What we do know: the doubling time of known cases
The WHO is publishing daily Situation Reports (here) which list the number of confirmed cases. But the WHO does not publish daily updates of their doubling time.
The volunteer editors of Wikipedia, however, have calculated the doubling time of cases of COVID-19 and update these calculations daily. They can be found here.
Because these calculations are straightforward and the Wikipedia editors rely on the latest WHO Situation Reports we trust this source. We therefore are not duplicating this work by calculating and reporting the doubling times ourselves and rely on these calculations instead.

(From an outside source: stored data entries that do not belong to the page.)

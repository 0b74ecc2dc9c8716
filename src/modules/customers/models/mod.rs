mod customer;

pub use customer::Customer;
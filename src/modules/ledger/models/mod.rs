mod ledger;

pub use ledger::{LedgerTransaction, LedgerView};
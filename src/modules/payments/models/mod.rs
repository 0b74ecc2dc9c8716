mod payment;

pub use payment::{NewPayment, Payment, PaymentType};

Based on the global WHO data up to and including 9th March 2020, the doubling time for COVID-19 is as follows:
Doubling time for the global number of cases (including China): 19 days
Doubling time for the global number of cases (excluding China): 5 days
The fact that the doubling time is longer when China is included is due to the fact that the number of daily cases has declined after the lockdown in China.
Exponential growth leads to large numbers fast, but most of us do not have a good intuitive grasp of this
As we said previously, the doubling time will change and it would be wrong to make projections based on a constant doubling time. But it is important to remind ourselves of the nature of exponential growth.

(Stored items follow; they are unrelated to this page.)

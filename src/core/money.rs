use rust_decimal::{Decimal, RoundingStrategy};

use crate::core::{AppError, Result};

/// Decimal places carried by every derived monetary value
pub const MONEY_SCALE: u32 = 2;

/// Rounds a monetary value to 2 decimal places, half away from zero.
///
/// This is the single rounding rule for loan terms, paid totals and balances.
pub fn round2(amount: Decimal) -> Decimal {
    let mut rounded =
        amount.round_dp_with_strategy(MONEY_SCALE, RoundingStrategy::MidpointAwayFromZero);
    rounded.rescale(MONEY_SCALE);
    rounded
}

/// Largest amount a DECIMAL(19, 2) column holds
pub const MAX_AMOUNT: Decimal =
    Decimal::from_parts(0x89E7_FFFF, 0x8AC7_2304, 0, false, MONEY_SCALE);

/// Decimal places kept for an interest rate, matching DECIMAL(9, 4)
pub const RATE_SCALE: u32 = 4;

/// Largest interest rate a DECIMAL(9, 4) column holds
pub const MAX_RATE: Decimal = Decimal::from_parts(999_999_999, 0, 0, false, RATE_SCALE);

/// Sums amounts exactly and rounds once at the end.
///
/// # Errors
/// `Internal` when the sum overflows `Decimal`
pub fn sum_rounded<I>(amounts: I) -> Result<Decimal>
where
    I: IntoIterator<Item = Decimal>,
{
    let total = amounts
        .into_iter()
        .try_fold(Decimal::ZERO, |acc, amount| acc.checked_add(amount))
        .ok_or_else(|| AppError::internal("Amount total overflows"))?;

    Ok(round2(total))
}

/// Validates a caller-supplied monetary amount: strictly positive, at most 2
/// decimal places and no larger than `MAX_AMOUNT`
pub fn validate_amount(field: &str, amount: Decimal) -> Result<()> {
    if amount <= Decimal::ZERO {
        return Err(AppError::invalid_input(format!(
            "{} must be greater than 0, got {}",
            field, amount
        )));
    }

    if amount.normalize().scale() > MONEY_SCALE {
        return Err(AppError::invalid_input(format!(
            "{} must have at most {} decimal places, got {}",
            field, MONEY_SCALE, amount
        )));
    }

    validate_max_amount(field, amount)
}

/// Rejects amounts above `MAX_AMOUNT`
pub fn validate_max_amount(field: &str, amount: Decimal) -> Result<()> {
    if amount > MAX_AMOUNT {
        return Err(AppError::invalid_input(format!(
            "{} must not exceed {}, got {}",
            field, MAX_AMOUNT, amount
        )));
    }

    Ok(())
}

/// Validates an annual interest rate in percent: non-negative, at most 4
/// decimal places and no larger than `MAX_RATE`
pub fn validate_rate(rate: Decimal) -> Result<()> {
    if rate < Decimal::ZERO {
        return Err(AppError::invalid_input(format!(
            "Interest rate must not be negative, got {}",
            rate
        )));
    }

    if rate.normalize().scale() > RATE_SCALE {
        return Err(AppError::invalid_input(format!(
            "Interest rate must have at most {} decimal places, got {}",
            RATE_SCALE, rate
        )));
    }

    if rate > MAX_RATE {
        return Err(AppError::invalid_input(format!(
            "Interest rate must not exceed {}, got {}",
            MAX_RATE, rate
        )));
    }

    Ok(())
}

If during an outbreak the number of cases is in fact doubling and this doubling time stays constant, then the outbreak is spreading exponentially.
Under exponential growth 500 cases grow to more than 1 million cases after 11 doubling times. And after 10 more doubling times it would be 1 billion cases.
This is in no way a prediction for the number of cases we need to expect; it is simply a reminder that exponential growth leads to very large numbers very quickly even when starting from a low base.
And it is important to be reminded of the nature of exponential growth because most of us do not grasp exponential growth intuitively. Psychologists find that humans tend to think in linear growth processes (1, 2, 3, 4) even when this is not appropriately describing the reality in front of our eyes. This bias – to “linearize exponential functions when assessing them intuitively” – is referred to as ‘exponential growth bias’.
Psychological research shows that “neither special instructions about the nature of exponential growth nor daily experience with growth processes” improved the failure to grasp exponential growth processes.